3.- Iglesia evangelizadora

La tercera cuestión que ayudará a renovar nuestra Iglesia es crecer en la misión, ser más evangelizadores. Conviene recordar que la Iglesia existe sólo para evangelizar, para contagiar a los hombres el gozo de creer en Jesucristo. La Iglesia crece cuando pone todo –sus estructuras, sus personas, sus acciones- al servicio de la misión. Lo sabe muy bien el Papa Francisco, que no se cansa de invitarnos a ser Iglesia en salida, Iglesia “en estado permanente de misión” (EG 25).

Este es el sentido del proceso que estamos desarrollando el presente curso. Aprovecho la ocasión para dar gracias a los más de 70 grupos que en nuestra Diócesis están trabajando el documento “Discernir para evangelizar”, y que cada mes van presentando sus aportaciones y exponiendo cómo podemos crecer como Iglesia que evangeliza.

La prioridad de la Iglesia de Menorca debe ser el anuncio gozoso de Jesucristo. Hemos de buscar caminos nuevos para acercarnos al hombre contemporáneo y hacerle llegar el Evangelio. En las reflexiones de los grupos de discernimiento se pide con insistencia que la Iglesia sea cercana a todos y que nuestras parroquias sean abiertas, alegres y vivas. Se habla también de “sortir més al carrer” y de “sortir de les estructures de sempre”. Cuando se mira sólo a sí misma, la Iglesia enferma. En cambio, la tensión misionera, la pasión por el anuncio de Jesucristo, renuevan la Iglesia.

Conclusión

No debemos temer la revisión, el cambio, la autocrítica. No hay que tener miedo a la reforma. Pero sí conviene ser muy consciente de que lo que hacemos nosotros es sólo quitar obstáculos, eliminar lo que sobra. Quien realiza la renovación de la Iglesia es sólo Dios. Sólo Él puede hacer que a través de personas cargadas de debilidades, como somos nosotros, y de instituciones llenas de defectos, resplandezca su santo Rostro. Es el Espíritu de Dios el que renueva la Iglesia y la rejuvenece, el que hace que su rostro anciano siga siendo reflejo de su Señor. Por mucho esfuerzo que pongamos en la renovación, sin la oración y la invocación del Espíritu Santo, no es posible. Dejemos que el viento del Espíritu, que todo lo hace nuevo, sople sobre esta barca de Menorca.
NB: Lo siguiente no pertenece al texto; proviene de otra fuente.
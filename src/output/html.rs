//! HTML views for the link-extraction pages

use crate::output::LinkReport;
use crate::state::TaskState;
use url::Url;

/// Seconds between automatic reloads of a pending results page
pub const REFRESH_SECONDS: u32 = 2;

/// Escapes text for use in element content and quoted attributes
pub fn escape(text: &str) -> String {
    let mut escaped = String::with_capacity(text.len());
    for c in text.chars() {
        match c {
            '&' => escaped.push_str("&amp;"),
            '<' => escaped.push_str("&lt;"),
            '>' => escaped.push_str("&gt;"),
            '"' => escaped.push_str("&quot;"),
            '\'' => escaped.push_str("&#39;"),
            _ => escaped.push(c),
        }
    }
    escaped
}

fn page(title: &str, head_extra: &str, body: &str) -> String {
    let mut html = String::new();
    html.push_str("<!DOCTYPE html>\n<html>\n<head>\n");
    html.push_str("<meta charset=\"utf-8\">\n");
    html.push_str(head_extra);
    html.push_str(&format!("<title>{}</title>\n", escape(title)));
    html.push_str("</head>\n<body>\n");
    html.push_str(body);
    html.push_str("</body>\n</html>\n");
    html
}

/// The URL submission form, optionally with a validation message
pub fn link_form(error: Option<&str>) -> String {
    let mut body = String::new();
    body.push_str("<h1>Extract links</h1>\n");
    if let Some(error) = error {
        body.push_str(&format!("<p class=\"error\">{}</p>\n", escape(error)));
    }
    body.push_str("<form method=\"post\" action=\"/links\">\n");
    body.push_str("<input type=\"url\" name=\"url\" placeholder=\"https://example.com/\" required>\n");
    body.push_str("<button type=\"submit\">Extract</button>\n");
    body.push_str("</form>\n");
    page("Extract links", "", &body)
}

/// A finished job's links as a table
pub fn link_results(report: &LinkReport) -> String {
    let mut body = String::new();
    body.push_str(&format!("<h1>Links ({})</h1>\n", report.size));

    if report.results.is_empty() {
        body.push_str("<p>No links found.</p>\n");
    } else {
        body.push_str("<table>\n<tr><th>Text</th><th>URL</th></tr>\n");
        for link in &report.results {
            body.push_str(&format!(
                "<tr><td>{}</td><td>{}</td></tr>\n",
                escape(&link.text),
                url_cell(&link.url)
            ));
        }
        body.push_str("</table>\n");
    }

    body.push_str("<p><a href=\"/links\">Check another page</a></p>\n");
    page("Links", "", &body)
}

/// Only http(s) URLs become clickable; anything else is shown as text
fn url_cell(raw: &str) -> String {
    let url = escape(raw);
    match Url::parse(raw) {
        Ok(parsed) if matches!(parsed.scheme(), "http" | "https") => {
            format!("<a href=\"{}\">{}</a>", url, url)
        }
        _ => url,
    }
}

/// Shown while the task is pending or running; reloads itself
pub fn link_pending(state: TaskState, refresh_url: &str) -> String {
    let head = format!(
        "<meta http-equiv=\"refresh\" content=\"{}; url={}\">\n",
        REFRESH_SECONDS,
        escape(refresh_url)
    );
    let body = format!(
        "<h1>Extracting links</h1>\n<p>Task is {}. This page refreshes every {} seconds.</p>\n",
        state, REFRESH_SECONDS
    );
    page("Extracting links", &head, &body)
}

/// Shown when the task failed
pub fn link_failed(report: &LinkReport) -> String {
    let body = format!(
        "<h1>Link extraction failed</h1>\n<p>Job {} did not complete; {} links were saved before it stopped.</p>\n<p><a href=\"/links\">Try again</a></p>\n",
        report.job_id, report.size
    );
    page("Link extraction failed", "", &body)
}

/// Shown for stale or unknown task handles
pub fn link_unknown(task_id: &str) -> String {
    let body = format!(
        "<h1>Unknown task</h1>\n<p>No task {} is known to the worker pool.</p>\n<p><a href=\"/links\">Start over</a></p>\n",
        escape(task_id)
    );
    page("Unknown task", "", &body)
}

/// Generic error page
pub fn error_page(title: &str, message: &str) -> String {
    let body = format!(
        "<h1>{}</h1>\n<p>{}</p>\n",
        escape(title),
        escape(message)
    );
    page(title, "", &body)
}
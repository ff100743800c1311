//! Worker tasks
//!
//! A worker task fetches one page and writes its findings to the record
//! store, tagged with the task's job id:
//! - link extraction writes one [`crate::LinkRecord`] per anchor
//! - grammar checking writes one [`crate::ErrorRecord`] per checker match
//!
//! The pool decides where a task runs; this module only knows how to run it.

mod checker;
mod fetcher;
mod grammar;
mod links;

pub use checker::{normalize_language, CheckerError, GrammarChecker, GrammarMatch, LanguageToolChecker};
pub use fetcher::{build_http_client, fetch_page, FetchedPage};
pub use grammar::{check_page, split_lines, strip_markup};
pub use links::{extract_links, ExtractedLink};

use crate::config::Config;
use crate::job::{ErrorTaskRequest, LinkTaskRequest, TaskRequest};
use crate::robots::RobotsPolicy;
use crate::storage::{NewLink, RecordStore, StorageError};
use reqwest::Client;
use std::sync::Arc;
use std::time::Duration;
use thiserror::Error;
use url::Url;

/// Reasons a worker task ends in the failed state
#[derive(Debug, Error)]
pub enum WorkerError {
    #[error("Failed to fetch {url}: {message}")]
    Fetch { url: String, message: String },

    #[error("HTTP {status} from {url}")]
    Http { url: String, status: u16 },

    #[error("Fetching {url} is disallowed by robots.txt")]
    RobotsDenied { url: String },

    #[error("Link task for {url} has no job id")]
    MissingJobId { url: String },

    #[error("Storage error: {0}")]
    Storage(#[from] StorageError),
}

/// Everything a worker task needs to run
pub struct WorkerContext {
    pub client: Client,
    pub store: Arc<dyn RecordStore>,
    pub checker: Arc<dyn GrammarChecker>,
    pub robots: RobotsPolicy,
}

impl WorkerContext {
    /// Builds a context from configuration, sharing `store` with the caller
    pub fn from_config(config: &Config, store: Arc<dyn RecordStore>) -> crate::Result<Self> {
        let client = build_http_client(
            &config.user_agent,
            Duration::from_secs(config.worker.request_timeout_secs),
        )?;
        let endpoint = Url::parse(&config.checker.endpoint)?;
        let checker = Arc::new(LanguageToolChecker::new(client.clone(), endpoint));
        let robots = RobotsPolicy::new(config.worker.obey_robots, &config.user_agent.crawler_name);

        Ok(Self {
            client,
            store,
            checker,
            robots,
        })
    }
}

/// Runs a task to completion, returning the number of records written
pub async fn run_task(context: &WorkerContext, request: &TaskRequest) -> Result<usize, WorkerError> {
    match request {
        TaskRequest::Links(request) => run_link_task(context, request).await,
        TaskRequest::Errors(request) => run_error_task(context, request).await,
    }
}

async fn fetch_allowed(context: &WorkerContext, url: &Url) -> Result<FetchedPage, WorkerError> {
    if !context.robots.allows(&context.client, url).await {
        return Err(WorkerError::RobotsDenied {
            url: url.to_string(),
        });
    }
    fetch_page(&context.client, url).await
}

async fn run_link_task(
    context: &WorkerContext,
    request: &LinkTaskRequest,
) -> Result<usize, WorkerError> {
    let job_id = request.job_id.ok_or_else(|| WorkerError::MissingJobId {
        url: request.url.to_string(),
    })?;

    let page = fetch_allowed(context, &request.url).await?;
    let links = extract_links(&page.body, &page.final_url);

    for link in &links {
        context.store.insert_link(&NewLink {
            job_id,
            text: link.text.clone(),
            url: link.url.clone(),
        })?;
    }

    tracing::info!(
        "Extracted {} links from {} (job {})",
        links.len(),
        page.final_url,
        job_id
    );
    Ok(links.len())
}

async fn run_error_task(
    context: &WorkerContext,
    request: &ErrorTaskRequest,
) -> Result<usize, WorkerError> {
    let page = fetch_allowed(context, &request.url).await?;
    let errors = check_page(
        context.checker.as_ref(),
        &page.body,
        request.url.as_str(),
        &request.language,
        request.job_id,
    )
    .await;

    for error in &errors {
        context.store.insert_error(error)?;
    }

    tracing::info!(
        "Found {} grammar errors on {} (job {})",
        errors.len(),
        request.url,
        request.job_id
    );
    Ok(errors.len())
}
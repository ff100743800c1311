use serde::Deserialize;
use std::time::Duration;

/// Main configuration structure for Sitelint
#[derive(Debug, Clone, Deserialize)]
pub struct Config {
    #[serde(default)]
    pub server: ServerConfig,
    #[serde(default)]
    pub pool: PoolConfig,
    #[serde(default)]
    pub polling: PollingConfig,
    #[serde(rename = "user-agent")]
    pub user_agent: UserAgentConfig,
    #[serde(default)]
    pub worker: WorkerConfig,
    #[serde(default)]
    pub checker: CheckerConfig,
    pub output: OutputConfig,
}

/// HTTP endpoint configuration
#[derive(Debug, Clone, Deserialize)]
pub struct ServerConfig {
    /// Socket address the endpoints listen on
    #[serde(default = "default_bind")]
    pub bind: String,
}

impl Default for ServerConfig {
    fn default() -> Self {
        Self {
            bind: default_bind(),
        }
    }
}

/// Which worker pool implementation executes tasks
#[derive(Debug, Clone, Copy, PartialEq, Eq, Deserialize)]
#[serde(rename_all = "lowercase")]
pub enum PoolBackend {
    /// Tasks run on tokio tasks inside this process
    Local,
    /// Tasks are scheduled on a Scrapyd-compatible daemon
    Scrapyd,
}

/// Worker pool configuration
#[derive(Debug, Clone, Deserialize)]
pub struct PoolConfig {
    #[serde(default = "default_backend")]
    pub backend: PoolBackend,

    /// Base URL of the remote job-queue service (scrapyd backend only)
    #[serde(default = "default_pool_endpoint")]
    pub endpoint: String,

    /// Queue (project) name tasks are submitted to
    #[serde(default = "default_queue")]
    pub queue: String,

    /// Number of tasks the local pool runs at once
    #[serde(rename = "max-concurrent-tasks", default = "default_max_concurrent_tasks")]
    pub max_concurrent_tasks: u32,

    /// Number of terminal task states the local pool remembers
    #[serde(rename = "task-retention", default = "default_task_retention")]
    pub task_retention: usize,
}

impl Default for PoolConfig {
    fn default() -> Self {
        Self {
            backend: default_backend(),
            endpoint: default_pool_endpoint(),
            queue: default_queue(),
            max_concurrent_tasks: default_max_concurrent_tasks(),
            task_retention: default_task_retention(),
        }
    }
}

/// Poll loop cadence for the blocking discipline
#[derive(Debug, Clone, Deserialize)]
pub struct PollingConfig {
    /// Delay before the second poll (0 polls in a tight loop)
    #[serde(rename = "initial-interval-ms", default = "default_initial_interval_ms")]
    pub initial_interval_ms: u64,

    /// Upper bound on the delay between polls
    #[serde(rename = "max-interval-ms", default = "default_max_interval_ms")]
    pub max_interval_ms: u64,

    /// Growth factor applied to the delay after every poll
    #[serde(default = "default_multiplier")]
    pub multiplier: f64,

    /// Give up waiting after this long (unbounded when absent)
    #[serde(rename = "timeout-ms", default)]
    pub timeout_ms: Option<u64>,
}

impl Default for PollingConfig {
    fn default() -> Self {
        Self {
            initial_interval_ms: default_initial_interval_ms(),
            max_interval_ms: default_max_interval_ms(),
            multiplier: default_multiplier(),
            timeout_ms: None,
        }
    }
}

impl PollingConfig {
    pub fn timeout(&self) -> Option<Duration> {
        self.timeout_ms.map(Duration::from_millis)
    }
}

/// User agent identification configuration
#[derive(Debug, Clone, Deserialize)]
pub struct UserAgentConfig {
    /// Name of the crawler (also the robots.txt product token)
    #[serde(rename = "crawler-name")]
    pub crawler_name: String,

    /// Version of the crawler
    #[serde(rename = "crawler-version")]
    pub crawler_version: String,

    /// URL with information about the crawler
    #[serde(rename = "contact-url")]
    pub contact_url: String,

    /// Email address for crawler-related contact
    #[serde(rename = "contact-email")]
    pub contact_email: String,
}

impl UserAgentConfig {
    /// Format: CrawlerName/Version (+ContactURL; ContactEmail)
    pub fn header_value(&self) -> String {
        format!(
            "{}/{} (+{}; {})",
            self.crawler_name, self.crawler_version, self.contact_url, self.contact_email
        )
    }
}

/// Worker task behavior
#[derive(Debug, Clone, Deserialize)]
pub struct WorkerConfig {
    /// Skip pages disallowed by the site's robots.txt
    #[serde(rename = "obey-robots", default = "default_true")]
    pub obey_robots: bool,

    /// Per-request timeout for page fetches
    #[serde(rename = "request-timeout-secs", default = "default_request_timeout_secs")]
    pub request_timeout_secs: u64,
}

impl Default for WorkerConfig {
    fn default() -> Self {
        Self {
            obey_robots: true,
            request_timeout_secs: default_request_timeout_secs(),
        }
    }
}

/// Grammar checker service configuration
#[derive(Debug, Clone, Deserialize)]
pub struct CheckerConfig {
    /// Base URL of a LanguageTool-compatible HTTP server
    #[serde(default = "default_checker_endpoint")]
    pub endpoint: String,

    /// Language used when a request does not name one
    #[serde(rename = "default-language", default = "default_language")]
    pub default_language: String,
}

impl Default for CheckerConfig {
    fn default() -> Self {
        Self {
            endpoint: default_checker_endpoint(),
            default_language: default_language(),
        }
    }
}

/// Output configuration
#[derive(Debug, Clone, Deserialize)]
pub struct OutputConfig {
    /// Path to the SQLite record store
    #[serde(rename = "database-path")]
    pub database_path: String,

    /// Records older than this are removed by `purge`
    #[serde(rename = "retention-hours", default)]
    pub retention_hours: Option<u64>,
}

fn default_bind() -> String {
    "127.0.0.1:8000".to_string()
}

fn default_backend() -> PoolBackend {
    PoolBackend::Local
}

fn default_pool_endpoint() -> String {
    "http://localhost:6800".to_string()
}

fn default_queue() -> String {
    "default".to_string()
}

fn default_max_concurrent_tasks() -> u32 {
    4
}

fn default_task_retention() -> usize {
    1024
}

fn default_initial_interval_ms() -> u64 {
    50
}

fn default_max_interval_ms() -> u64 {
    2000
}

fn default_multiplier() -> f64 {
    2.0
}

fn default_true() -> bool {
    true
}

fn default_request_timeout_secs() -> u64 {
    30
}

fn default_checker_endpoint() -> String {
    "http://localhost:8081".to_string()
}

fn default_language() -> String {
    crate::job::DEFAULT_LANGUAGE.to_string()
}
San Antonio, con su espíritu de oración y servicio renovó la Iglesia de su tiempo. Con su búsqueda de Dios, desde el desierto de la Tebaida, promovió una renovación de la vida cristiana. A él invocamos confiados en este día y le pedimos que ayude a esta Iglesia de Menorca a crecer siendo más de Dios, sirviendo con más dedicación a los hombres y proclamando con mayor entusiasmo el Evangelio.